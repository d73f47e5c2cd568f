mod common;

use common::{assert_same_weight, car_weighting, encoding, road_network};
use wayfarer_core::{
    ch::{CHConfig, CHPreparation, CHQuery, CHStorage, RoutingCHGraph},
    graph::{BaseGraph, Graph},
    landmarks::{AltQuery, LMConfig, LMPreparation, LandmarkStorage},
    routing::Dijkstra,
    storage::{DataAccessKind, GraphDirectory, StorageConfig},
};

const NODES: usize = 250;
const PAIRS: [(usize, usize); 5] = [(0, 249), (17, 203), (140, 3), (88, 89), (66, 66)];

fn lm_config() -> LMConfig {
    LMConfig {
        landmarks: 6,
        active_landmarks: 3,
        minimum_nodes: 50,
        ..LMConfig::default()
    }
}

/// Weights of `PAIRS` on the in-memory reference graph
fn reference_weights() -> Vec<f64> {
    let graph = road_network(GraphDirectory::in_memory(), NODES, 200, 77);
    let weighting = car_weighting(&graph);
    let mut dijkstra = Dijkstra::dijkstra(&graph, &weighting);
    PAIRS
        .iter()
        .map(|&(from, to)| dijkstra.calc_path(from, to).unwrap().weight)
        .collect()
}

fn prepare_and_close(directory: GraphDirectory) {
    let mut graph = road_network(directory, NODES, 200, 77);
    let weighting = car_weighting(&graph);

    let mut ch = CHPreparation::new(&graph, &weighting, "car", CHConfig::default())
        .unwrap()
        .prepare()
        .unwrap();
    ch.flush().unwrap();
    ch.close().unwrap();

    let mut landmarks = LMPreparation::new(&graph, &weighting, "car", lm_config())
        .unwrap()
        .prepare()
        .unwrap();
    landmarks.flush().unwrap();
    landmarks.close().unwrap();

    graph.flush().unwrap();
    graph.close().unwrap();
}

fn check_reloaded(directory: GraphDirectory, expected: &[f64]) {
    let graph = BaseGraph::load(directory.clone(), encoding()).unwrap();
    assert_eq!(graph.node_count(), NODES);
    assert!(graph.is_frozen());

    let weighting = car_weighting(&graph);
    let ch = CHStorage::load(&directory, "car").unwrap();
    let landmarks = LandmarkStorage::load(&directory, "car").unwrap();
    assert_eq!(landmarks.landmark_count(), 6);
    assert_eq!(landmarks.node_count(), NODES);

    let ch_graph = RoutingCHGraph::new(&graph, &ch, &weighting).unwrap();
    let mut ch_query = CHQuery::new(&ch_graph);
    let mut alt_query = AltQuery::new(&graph, &weighting, &landmarks).unwrap();

    for (&(from, to), &weight) in PAIRS.iter().zip(expected) {
        assert_same_weight(ch_query.calc_path(from, to).unwrap().weight, weight);
        assert_same_weight(alt_query.calc_path(from, to).unwrap().weight, weight);
    }
}

fn check_kind(kind: DataAccessKind) {
    let dir = tempfile::tempdir().unwrap();
    let config = StorageConfig {
        kind,
        segment_size: 1 << 12,
        ..StorageConfig::default()
    };
    let directory = GraphDirectory::new(dir.path(), config);

    prepare_and_close(directory.clone());
    check_reloaded(directory, &reference_weights());
}

#[test]
fn ram_store_round_trips_graph_and_preparations() {
    check_kind(DataAccessKind::RamStore);
}

#[test]
fn mmap_round_trips_graph_and_preparations() {
    check_kind(DataAccessKind::Mmap);
}

#[test]
fn mixed_kinds_per_data_access() {
    let dir = tempfile::tempdir().unwrap();
    let mut config = StorageConfig::default();
    config
        .kinds
        .insert(String::from("landmarks_car"), DataAccessKind::Mmap);
    let directory = GraphDirectory::new(dir.path(), config);

    prepare_and_close(directory.clone());
    check_reloaded(directory, &reference_weights());
}

#[test]
fn loading_missing_preparation_fails() {
    let dir = tempfile::tempdir().unwrap();
    let directory = GraphDirectory::new(dir.path(), StorageConfig::default());
    let mut graph = road_network(directory.clone(), 20, 10, 1);
    graph.flush().unwrap();

    assert!(CHStorage::load(&directory, "car").is_err());
    assert!(LandmarkStorage::load(&directory, "car").is_err());
}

::::

— Exercise —
What you should output is every line of the records above, from the first through the line containing "road_network(GraphDirectory::in_memory(), NODES, 200, 77);", unchanged.

— Solution to the exercise —
repository d73f47e5c2cd568f
mod common;

use common::{assert_same_weight, car_weighting, encoding, road_network};
use wayfarer_core::{
    ch::{CHConfig, CHPreparation, CHQuery, CHStorage, RoutingCHGraph},
    graph::{BaseGraph, Graph},
    landmarks::{AltQuery, LMConfig, LMPreparation, LandmarkStorage},
    routing::Dijkstra,
    storage::{DataAccessKind, GraphDirectory, StorageConfig},
};

const NODES: usize = 250;
const PAIRS: [(usize, usize); 5] = [(0, 249), (17, 203), (140, 3), (88, 89), (66, 66)];

fn lm_config() -> LMConfig {
    LMConfig {
        landmarks: 6,
        active_landmarks: 3,
        minimum_nodes: 50,
        ..LMConfig::default()
    }
}

/// Weights of `PAIRS` on the in-memory reference graph
fn reference_weights() -> Vec<f64> {
    let graph = road_network(GraphDirectory::in_memory(), NODES, 200, 77);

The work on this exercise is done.